Saved data entries
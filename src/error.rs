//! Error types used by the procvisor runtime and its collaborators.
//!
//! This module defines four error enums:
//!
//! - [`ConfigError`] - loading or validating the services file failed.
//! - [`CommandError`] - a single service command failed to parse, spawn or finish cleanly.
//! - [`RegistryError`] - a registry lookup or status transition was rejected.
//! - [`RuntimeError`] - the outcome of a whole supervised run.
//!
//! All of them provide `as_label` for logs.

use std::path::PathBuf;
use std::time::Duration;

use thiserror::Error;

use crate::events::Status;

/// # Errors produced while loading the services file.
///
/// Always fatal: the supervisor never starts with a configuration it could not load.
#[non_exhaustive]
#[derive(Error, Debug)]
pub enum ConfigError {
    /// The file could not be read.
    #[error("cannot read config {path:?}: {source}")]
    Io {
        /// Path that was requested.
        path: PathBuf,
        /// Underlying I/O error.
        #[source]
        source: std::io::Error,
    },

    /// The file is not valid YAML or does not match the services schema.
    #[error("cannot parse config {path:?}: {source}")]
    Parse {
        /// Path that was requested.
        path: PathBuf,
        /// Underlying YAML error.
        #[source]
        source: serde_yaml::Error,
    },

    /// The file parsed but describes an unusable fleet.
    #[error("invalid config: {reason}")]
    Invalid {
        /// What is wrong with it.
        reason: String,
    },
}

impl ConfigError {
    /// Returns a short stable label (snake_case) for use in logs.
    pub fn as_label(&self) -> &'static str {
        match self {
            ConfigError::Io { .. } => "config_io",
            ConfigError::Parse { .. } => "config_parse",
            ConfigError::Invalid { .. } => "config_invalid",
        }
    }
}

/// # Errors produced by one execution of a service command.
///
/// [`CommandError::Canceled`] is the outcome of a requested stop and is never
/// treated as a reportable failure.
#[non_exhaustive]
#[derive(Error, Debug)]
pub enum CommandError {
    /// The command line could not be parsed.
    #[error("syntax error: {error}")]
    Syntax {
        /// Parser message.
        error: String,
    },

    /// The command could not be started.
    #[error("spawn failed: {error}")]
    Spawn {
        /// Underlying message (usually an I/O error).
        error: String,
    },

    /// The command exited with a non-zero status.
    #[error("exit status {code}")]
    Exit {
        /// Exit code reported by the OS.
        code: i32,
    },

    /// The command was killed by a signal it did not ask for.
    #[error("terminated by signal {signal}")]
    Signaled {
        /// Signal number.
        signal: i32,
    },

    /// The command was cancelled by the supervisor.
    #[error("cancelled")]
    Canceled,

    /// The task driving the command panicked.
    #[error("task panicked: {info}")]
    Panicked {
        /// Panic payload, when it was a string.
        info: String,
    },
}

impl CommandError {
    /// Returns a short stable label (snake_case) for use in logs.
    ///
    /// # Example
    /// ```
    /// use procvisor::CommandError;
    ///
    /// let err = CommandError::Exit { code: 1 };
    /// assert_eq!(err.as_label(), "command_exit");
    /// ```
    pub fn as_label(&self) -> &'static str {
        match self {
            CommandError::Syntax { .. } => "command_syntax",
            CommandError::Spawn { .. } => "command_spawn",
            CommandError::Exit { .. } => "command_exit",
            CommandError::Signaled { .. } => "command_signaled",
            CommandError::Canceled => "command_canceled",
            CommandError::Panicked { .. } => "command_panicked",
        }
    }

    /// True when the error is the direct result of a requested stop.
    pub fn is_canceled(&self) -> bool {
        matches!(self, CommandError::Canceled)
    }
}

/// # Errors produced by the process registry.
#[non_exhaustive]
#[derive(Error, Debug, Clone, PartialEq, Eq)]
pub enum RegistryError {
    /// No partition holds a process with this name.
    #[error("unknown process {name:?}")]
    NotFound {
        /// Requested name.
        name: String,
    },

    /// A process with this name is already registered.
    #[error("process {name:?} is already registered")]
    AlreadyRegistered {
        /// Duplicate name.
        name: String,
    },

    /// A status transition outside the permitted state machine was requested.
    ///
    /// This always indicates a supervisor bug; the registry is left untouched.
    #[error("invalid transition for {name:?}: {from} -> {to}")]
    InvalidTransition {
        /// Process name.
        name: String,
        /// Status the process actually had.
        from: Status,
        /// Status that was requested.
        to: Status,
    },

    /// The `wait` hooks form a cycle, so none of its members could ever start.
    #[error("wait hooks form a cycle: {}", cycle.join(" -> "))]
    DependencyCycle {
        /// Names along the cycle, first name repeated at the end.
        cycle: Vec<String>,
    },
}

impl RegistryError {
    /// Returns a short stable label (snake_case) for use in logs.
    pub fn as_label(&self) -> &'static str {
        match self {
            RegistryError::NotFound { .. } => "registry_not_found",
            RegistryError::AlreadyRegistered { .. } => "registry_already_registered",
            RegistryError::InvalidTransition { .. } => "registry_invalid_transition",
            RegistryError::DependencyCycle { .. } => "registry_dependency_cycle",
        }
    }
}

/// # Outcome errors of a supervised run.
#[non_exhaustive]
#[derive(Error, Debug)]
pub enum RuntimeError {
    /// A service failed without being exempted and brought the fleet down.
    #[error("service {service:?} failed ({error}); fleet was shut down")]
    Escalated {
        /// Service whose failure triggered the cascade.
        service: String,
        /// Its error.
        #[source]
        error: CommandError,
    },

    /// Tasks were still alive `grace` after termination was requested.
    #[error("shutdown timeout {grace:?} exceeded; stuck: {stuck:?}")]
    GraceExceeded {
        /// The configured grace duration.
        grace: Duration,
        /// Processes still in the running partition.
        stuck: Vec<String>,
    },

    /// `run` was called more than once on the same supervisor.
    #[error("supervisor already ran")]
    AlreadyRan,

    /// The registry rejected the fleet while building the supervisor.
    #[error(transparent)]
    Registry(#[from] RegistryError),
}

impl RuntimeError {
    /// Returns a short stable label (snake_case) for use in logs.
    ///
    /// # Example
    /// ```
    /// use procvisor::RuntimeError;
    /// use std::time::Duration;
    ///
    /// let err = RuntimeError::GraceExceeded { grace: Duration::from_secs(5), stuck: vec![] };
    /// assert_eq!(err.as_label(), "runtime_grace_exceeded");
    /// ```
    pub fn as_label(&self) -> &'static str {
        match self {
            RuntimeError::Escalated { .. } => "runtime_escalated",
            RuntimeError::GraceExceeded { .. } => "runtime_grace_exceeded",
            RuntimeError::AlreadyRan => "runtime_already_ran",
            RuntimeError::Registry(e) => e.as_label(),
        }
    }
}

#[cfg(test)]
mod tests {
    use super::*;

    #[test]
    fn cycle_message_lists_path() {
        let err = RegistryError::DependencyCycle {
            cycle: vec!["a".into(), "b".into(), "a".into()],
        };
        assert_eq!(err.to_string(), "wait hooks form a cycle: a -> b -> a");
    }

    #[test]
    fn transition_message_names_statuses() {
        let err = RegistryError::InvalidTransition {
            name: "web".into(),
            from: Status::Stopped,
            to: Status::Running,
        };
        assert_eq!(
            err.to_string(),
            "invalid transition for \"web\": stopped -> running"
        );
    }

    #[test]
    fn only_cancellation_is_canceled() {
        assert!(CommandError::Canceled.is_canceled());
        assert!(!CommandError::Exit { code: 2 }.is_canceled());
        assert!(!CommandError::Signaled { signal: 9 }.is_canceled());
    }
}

---

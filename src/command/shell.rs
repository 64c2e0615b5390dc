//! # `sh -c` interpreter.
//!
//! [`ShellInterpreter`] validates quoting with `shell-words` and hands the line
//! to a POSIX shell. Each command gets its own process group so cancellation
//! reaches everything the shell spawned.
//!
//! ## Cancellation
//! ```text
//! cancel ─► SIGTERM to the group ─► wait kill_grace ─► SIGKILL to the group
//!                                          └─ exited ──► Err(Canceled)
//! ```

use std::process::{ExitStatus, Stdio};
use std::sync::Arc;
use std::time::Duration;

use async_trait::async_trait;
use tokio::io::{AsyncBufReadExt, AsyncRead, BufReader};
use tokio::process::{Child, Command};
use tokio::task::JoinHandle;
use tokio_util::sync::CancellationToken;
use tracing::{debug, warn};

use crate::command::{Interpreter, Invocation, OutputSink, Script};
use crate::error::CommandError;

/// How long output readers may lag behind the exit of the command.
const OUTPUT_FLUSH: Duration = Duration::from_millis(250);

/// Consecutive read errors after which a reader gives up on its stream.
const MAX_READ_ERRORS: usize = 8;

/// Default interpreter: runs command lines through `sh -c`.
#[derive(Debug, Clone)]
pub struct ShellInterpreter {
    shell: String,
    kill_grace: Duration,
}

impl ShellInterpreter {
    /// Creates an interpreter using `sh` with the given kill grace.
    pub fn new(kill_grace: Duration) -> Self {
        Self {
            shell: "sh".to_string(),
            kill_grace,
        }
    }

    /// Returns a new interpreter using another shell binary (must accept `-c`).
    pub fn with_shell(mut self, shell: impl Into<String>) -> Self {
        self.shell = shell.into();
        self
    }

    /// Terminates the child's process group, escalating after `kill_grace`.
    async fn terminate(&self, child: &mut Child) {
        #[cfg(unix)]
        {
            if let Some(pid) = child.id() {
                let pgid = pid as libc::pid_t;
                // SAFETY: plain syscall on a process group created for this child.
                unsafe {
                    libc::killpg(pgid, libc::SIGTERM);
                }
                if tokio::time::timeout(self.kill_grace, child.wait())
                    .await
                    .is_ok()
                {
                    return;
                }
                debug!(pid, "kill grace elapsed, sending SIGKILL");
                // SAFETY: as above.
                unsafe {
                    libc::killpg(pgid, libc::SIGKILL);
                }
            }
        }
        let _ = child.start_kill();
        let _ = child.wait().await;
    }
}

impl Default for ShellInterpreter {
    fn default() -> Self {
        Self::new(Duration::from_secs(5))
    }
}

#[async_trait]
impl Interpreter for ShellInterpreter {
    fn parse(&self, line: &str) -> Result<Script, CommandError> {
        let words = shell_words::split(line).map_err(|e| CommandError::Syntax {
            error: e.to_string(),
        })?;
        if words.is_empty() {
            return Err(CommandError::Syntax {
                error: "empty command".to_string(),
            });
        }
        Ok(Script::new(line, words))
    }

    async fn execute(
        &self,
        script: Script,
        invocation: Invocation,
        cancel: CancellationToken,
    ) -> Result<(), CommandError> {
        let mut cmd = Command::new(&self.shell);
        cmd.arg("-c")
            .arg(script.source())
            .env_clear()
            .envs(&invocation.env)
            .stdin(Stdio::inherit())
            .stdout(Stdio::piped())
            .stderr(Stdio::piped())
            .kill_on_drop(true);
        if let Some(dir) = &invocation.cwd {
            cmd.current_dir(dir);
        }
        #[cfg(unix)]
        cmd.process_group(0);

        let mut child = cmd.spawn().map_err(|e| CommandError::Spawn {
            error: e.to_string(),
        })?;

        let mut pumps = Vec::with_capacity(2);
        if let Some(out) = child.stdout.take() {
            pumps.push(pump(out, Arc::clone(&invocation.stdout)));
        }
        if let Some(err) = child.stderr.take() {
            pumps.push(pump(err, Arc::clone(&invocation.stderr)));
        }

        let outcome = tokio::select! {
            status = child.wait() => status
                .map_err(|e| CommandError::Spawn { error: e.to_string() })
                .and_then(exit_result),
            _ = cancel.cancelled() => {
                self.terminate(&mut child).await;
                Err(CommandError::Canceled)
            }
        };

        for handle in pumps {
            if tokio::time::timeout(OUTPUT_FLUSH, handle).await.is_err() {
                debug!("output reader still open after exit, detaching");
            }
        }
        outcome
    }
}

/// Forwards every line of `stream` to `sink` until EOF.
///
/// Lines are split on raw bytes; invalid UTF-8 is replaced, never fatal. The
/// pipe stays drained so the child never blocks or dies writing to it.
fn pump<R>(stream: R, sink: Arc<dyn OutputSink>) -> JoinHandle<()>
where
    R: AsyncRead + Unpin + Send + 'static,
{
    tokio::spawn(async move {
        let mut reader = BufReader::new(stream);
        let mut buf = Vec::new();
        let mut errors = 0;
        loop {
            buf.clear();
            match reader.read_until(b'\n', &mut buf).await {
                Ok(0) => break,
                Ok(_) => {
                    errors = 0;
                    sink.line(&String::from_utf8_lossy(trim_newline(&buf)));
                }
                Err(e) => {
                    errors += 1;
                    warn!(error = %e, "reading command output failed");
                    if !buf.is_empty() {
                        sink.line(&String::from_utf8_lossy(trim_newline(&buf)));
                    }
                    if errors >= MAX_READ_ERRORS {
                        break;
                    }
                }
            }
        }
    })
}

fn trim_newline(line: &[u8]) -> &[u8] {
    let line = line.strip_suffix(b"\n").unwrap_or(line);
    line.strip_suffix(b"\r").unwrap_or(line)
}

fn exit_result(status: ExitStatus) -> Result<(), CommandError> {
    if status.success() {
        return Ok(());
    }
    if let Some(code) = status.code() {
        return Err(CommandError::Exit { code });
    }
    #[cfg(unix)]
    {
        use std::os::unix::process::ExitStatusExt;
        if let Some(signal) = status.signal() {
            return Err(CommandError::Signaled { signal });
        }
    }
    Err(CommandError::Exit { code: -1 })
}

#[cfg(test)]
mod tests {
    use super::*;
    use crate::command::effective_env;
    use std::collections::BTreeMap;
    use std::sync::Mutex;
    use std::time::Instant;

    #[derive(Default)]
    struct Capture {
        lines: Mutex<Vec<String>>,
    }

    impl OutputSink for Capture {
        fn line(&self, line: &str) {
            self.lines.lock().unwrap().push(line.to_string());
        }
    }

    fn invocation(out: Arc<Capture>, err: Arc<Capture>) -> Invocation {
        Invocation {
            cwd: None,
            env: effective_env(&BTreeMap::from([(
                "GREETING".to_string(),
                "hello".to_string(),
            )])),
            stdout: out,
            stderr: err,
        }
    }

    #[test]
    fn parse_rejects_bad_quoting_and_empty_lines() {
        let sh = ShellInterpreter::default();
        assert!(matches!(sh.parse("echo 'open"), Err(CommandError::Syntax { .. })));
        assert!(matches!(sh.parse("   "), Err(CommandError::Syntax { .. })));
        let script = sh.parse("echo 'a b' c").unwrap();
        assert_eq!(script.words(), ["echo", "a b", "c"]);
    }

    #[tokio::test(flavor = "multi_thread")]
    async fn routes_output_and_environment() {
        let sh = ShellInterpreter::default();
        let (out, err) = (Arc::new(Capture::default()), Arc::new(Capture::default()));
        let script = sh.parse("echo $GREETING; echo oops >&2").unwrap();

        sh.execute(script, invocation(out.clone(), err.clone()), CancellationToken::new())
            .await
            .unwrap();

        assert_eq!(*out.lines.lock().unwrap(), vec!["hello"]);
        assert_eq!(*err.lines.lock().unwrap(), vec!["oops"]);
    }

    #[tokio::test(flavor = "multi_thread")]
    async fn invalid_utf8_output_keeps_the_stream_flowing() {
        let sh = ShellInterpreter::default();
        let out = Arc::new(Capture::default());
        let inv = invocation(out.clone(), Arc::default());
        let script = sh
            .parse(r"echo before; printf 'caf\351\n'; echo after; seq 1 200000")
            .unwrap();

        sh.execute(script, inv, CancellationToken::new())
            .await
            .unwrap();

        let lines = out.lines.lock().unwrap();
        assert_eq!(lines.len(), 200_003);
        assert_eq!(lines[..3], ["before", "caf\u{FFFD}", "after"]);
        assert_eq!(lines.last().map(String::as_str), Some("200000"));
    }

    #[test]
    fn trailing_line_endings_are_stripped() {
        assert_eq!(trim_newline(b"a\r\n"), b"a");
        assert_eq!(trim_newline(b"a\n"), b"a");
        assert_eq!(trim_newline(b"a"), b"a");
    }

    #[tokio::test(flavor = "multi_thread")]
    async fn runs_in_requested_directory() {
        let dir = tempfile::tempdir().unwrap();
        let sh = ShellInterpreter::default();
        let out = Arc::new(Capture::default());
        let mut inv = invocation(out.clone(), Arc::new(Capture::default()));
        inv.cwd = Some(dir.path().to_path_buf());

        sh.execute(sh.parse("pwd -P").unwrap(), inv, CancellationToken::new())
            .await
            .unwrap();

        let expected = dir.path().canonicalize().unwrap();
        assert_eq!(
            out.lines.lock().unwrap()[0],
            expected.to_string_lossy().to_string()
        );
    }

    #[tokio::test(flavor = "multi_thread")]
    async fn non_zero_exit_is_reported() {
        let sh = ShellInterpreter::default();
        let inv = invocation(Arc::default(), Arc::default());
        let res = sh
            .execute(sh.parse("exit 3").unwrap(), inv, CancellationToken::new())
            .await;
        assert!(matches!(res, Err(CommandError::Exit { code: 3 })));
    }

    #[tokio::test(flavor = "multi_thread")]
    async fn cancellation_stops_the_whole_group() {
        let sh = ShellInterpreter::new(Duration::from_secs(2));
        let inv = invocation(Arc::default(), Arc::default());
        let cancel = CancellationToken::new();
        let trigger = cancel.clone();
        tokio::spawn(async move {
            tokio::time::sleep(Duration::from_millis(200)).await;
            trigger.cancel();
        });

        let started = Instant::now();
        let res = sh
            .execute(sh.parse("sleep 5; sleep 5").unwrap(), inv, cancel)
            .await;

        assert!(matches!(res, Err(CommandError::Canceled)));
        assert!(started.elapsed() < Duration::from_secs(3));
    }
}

--

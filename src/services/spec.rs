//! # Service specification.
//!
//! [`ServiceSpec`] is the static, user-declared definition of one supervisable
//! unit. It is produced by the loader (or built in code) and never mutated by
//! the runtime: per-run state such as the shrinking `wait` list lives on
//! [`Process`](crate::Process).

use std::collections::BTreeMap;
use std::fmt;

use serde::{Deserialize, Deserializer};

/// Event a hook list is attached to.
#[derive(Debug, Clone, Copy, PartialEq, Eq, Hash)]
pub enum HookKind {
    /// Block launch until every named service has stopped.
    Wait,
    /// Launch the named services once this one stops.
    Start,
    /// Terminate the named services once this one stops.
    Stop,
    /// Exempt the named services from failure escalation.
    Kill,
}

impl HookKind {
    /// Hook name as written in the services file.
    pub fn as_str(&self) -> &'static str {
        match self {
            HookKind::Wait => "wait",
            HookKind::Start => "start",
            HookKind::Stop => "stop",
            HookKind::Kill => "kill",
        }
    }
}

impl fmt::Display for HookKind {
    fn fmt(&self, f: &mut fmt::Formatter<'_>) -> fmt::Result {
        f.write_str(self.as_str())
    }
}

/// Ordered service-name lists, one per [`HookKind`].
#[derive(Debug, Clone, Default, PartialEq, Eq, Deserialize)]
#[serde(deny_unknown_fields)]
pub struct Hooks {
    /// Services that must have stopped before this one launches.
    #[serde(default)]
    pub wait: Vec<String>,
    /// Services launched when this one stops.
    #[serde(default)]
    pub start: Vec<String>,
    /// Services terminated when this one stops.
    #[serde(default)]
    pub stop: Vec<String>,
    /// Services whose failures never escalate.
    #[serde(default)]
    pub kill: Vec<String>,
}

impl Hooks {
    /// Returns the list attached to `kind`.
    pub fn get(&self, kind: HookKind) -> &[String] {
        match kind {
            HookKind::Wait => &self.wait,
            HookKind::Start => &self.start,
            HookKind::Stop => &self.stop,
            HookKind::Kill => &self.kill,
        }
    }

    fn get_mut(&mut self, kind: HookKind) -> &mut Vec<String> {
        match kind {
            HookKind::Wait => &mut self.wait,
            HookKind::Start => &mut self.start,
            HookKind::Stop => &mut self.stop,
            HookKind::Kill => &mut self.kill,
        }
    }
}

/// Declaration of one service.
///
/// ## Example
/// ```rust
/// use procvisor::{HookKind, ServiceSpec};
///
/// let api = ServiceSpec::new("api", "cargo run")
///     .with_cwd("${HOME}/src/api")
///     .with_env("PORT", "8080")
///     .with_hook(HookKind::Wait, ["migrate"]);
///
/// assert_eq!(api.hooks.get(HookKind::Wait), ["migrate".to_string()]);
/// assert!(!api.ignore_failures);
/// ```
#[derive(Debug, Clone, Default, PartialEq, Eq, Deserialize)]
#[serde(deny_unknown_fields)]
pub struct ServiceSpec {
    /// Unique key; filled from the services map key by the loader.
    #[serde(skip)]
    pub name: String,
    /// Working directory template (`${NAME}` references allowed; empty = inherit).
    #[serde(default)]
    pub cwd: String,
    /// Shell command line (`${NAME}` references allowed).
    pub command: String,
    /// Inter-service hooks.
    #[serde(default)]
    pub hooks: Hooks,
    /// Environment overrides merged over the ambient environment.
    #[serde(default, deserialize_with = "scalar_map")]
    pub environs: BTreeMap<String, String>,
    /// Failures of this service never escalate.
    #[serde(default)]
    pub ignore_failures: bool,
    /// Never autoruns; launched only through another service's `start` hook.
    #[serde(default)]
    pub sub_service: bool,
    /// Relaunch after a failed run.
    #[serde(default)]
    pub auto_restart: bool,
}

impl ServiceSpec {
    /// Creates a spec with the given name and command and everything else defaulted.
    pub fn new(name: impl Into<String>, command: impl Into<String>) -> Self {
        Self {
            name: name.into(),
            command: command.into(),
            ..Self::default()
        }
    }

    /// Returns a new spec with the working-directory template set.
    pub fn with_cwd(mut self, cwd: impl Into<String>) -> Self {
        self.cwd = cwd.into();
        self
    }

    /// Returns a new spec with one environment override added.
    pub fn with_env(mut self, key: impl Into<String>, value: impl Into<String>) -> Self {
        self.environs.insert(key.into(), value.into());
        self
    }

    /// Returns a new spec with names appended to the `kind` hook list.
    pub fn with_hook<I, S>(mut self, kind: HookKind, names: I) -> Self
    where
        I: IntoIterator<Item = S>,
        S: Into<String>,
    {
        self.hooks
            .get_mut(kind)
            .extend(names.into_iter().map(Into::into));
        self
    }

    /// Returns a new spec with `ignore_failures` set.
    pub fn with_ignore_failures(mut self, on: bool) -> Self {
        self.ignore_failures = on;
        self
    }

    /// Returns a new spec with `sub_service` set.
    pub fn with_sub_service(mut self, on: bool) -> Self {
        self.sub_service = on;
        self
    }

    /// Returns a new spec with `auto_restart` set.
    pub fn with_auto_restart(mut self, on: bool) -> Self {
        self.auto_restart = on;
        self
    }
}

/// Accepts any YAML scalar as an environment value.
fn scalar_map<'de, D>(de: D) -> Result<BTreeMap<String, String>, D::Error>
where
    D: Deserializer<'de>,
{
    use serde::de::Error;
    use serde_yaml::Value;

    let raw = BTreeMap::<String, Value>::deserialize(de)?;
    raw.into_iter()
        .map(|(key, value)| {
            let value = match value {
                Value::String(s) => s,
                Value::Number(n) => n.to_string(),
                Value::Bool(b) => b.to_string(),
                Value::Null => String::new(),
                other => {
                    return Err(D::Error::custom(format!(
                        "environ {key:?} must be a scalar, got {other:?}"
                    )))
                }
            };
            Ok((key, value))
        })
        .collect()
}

▶ _Task description_
In the entries above, please find the line with "reader still open" and the line with "use std::time::Instant;", then write out exactly those two lines and every line between them, and nothing more.

▶ _Exercise solution_
                debug!("output reader still open after exit, detaching");
            }
        }
        outcome
    }
}

/// Forwards every line of `stream` to `sink` until EOF.
///
/// Lines are split on raw bytes; invalid UTF-8 is replaced, never fatal. The
/// pipe stays drained so the child never blocks or dies writing to it.
fn pump<R>(stream: R, sink: Arc<dyn OutputSink>) -> JoinHandle<()>
where
    R: AsyncRead + Unpin + Send + 'static,
{
    tokio::spawn(async move {
        let mut reader = BufReader::new(stream);
        let mut buf = Vec::new();
        let mut errors = 0;
        loop {
            buf.clear();
            match reader.read_until(b'\n', &mut buf).await {
                Ok(0) => break,
                Ok(_) => {
                    errors = 0;
                    sink.line(&String::from_utf8_lossy(trim_newline(&buf)));
                }
                Err(e) => {
                    errors += 1;
                    warn!(error = %e, "reading command output failed");
                    if !buf.is_empty() {
                        sink.line(&String::from_utf8_lossy(trim_newline(&buf)));
                    }
                    if errors >= MAX_READ_ERRORS {
                        break;
                    }
                }
            }
        }
    })
}

fn trim_newline(line: &[u8]) -> &[u8] {
    let line = line.strip_suffix(b"\n").unwrap_or(line);
    line.strip_suffix(b"\r").unwrap_or(line)
}

fn exit_result(status: ExitStatus) -> Result<(), CommandError> {
    if status.success() {
        return Ok(());
    }
    if let Some(code) = status.code() {
        return Err(CommandError::Exit { code });
    }
    #[cfg(unix)]
    {
        use std::os::unix::process::ExitStatusExt;
        if let Some(signal) = status.signal() {
            return Err(CommandError::Signaled { signal });
        }
    }
    Err(CommandError::Exit { code: -1 })
}

#[cfg(test)]
mod tests {
    use super::*;
    use crate::command::effective_env;
    use std::collections::BTreeMap;
    use std::sync::Mutex;
    use std::time::Instant;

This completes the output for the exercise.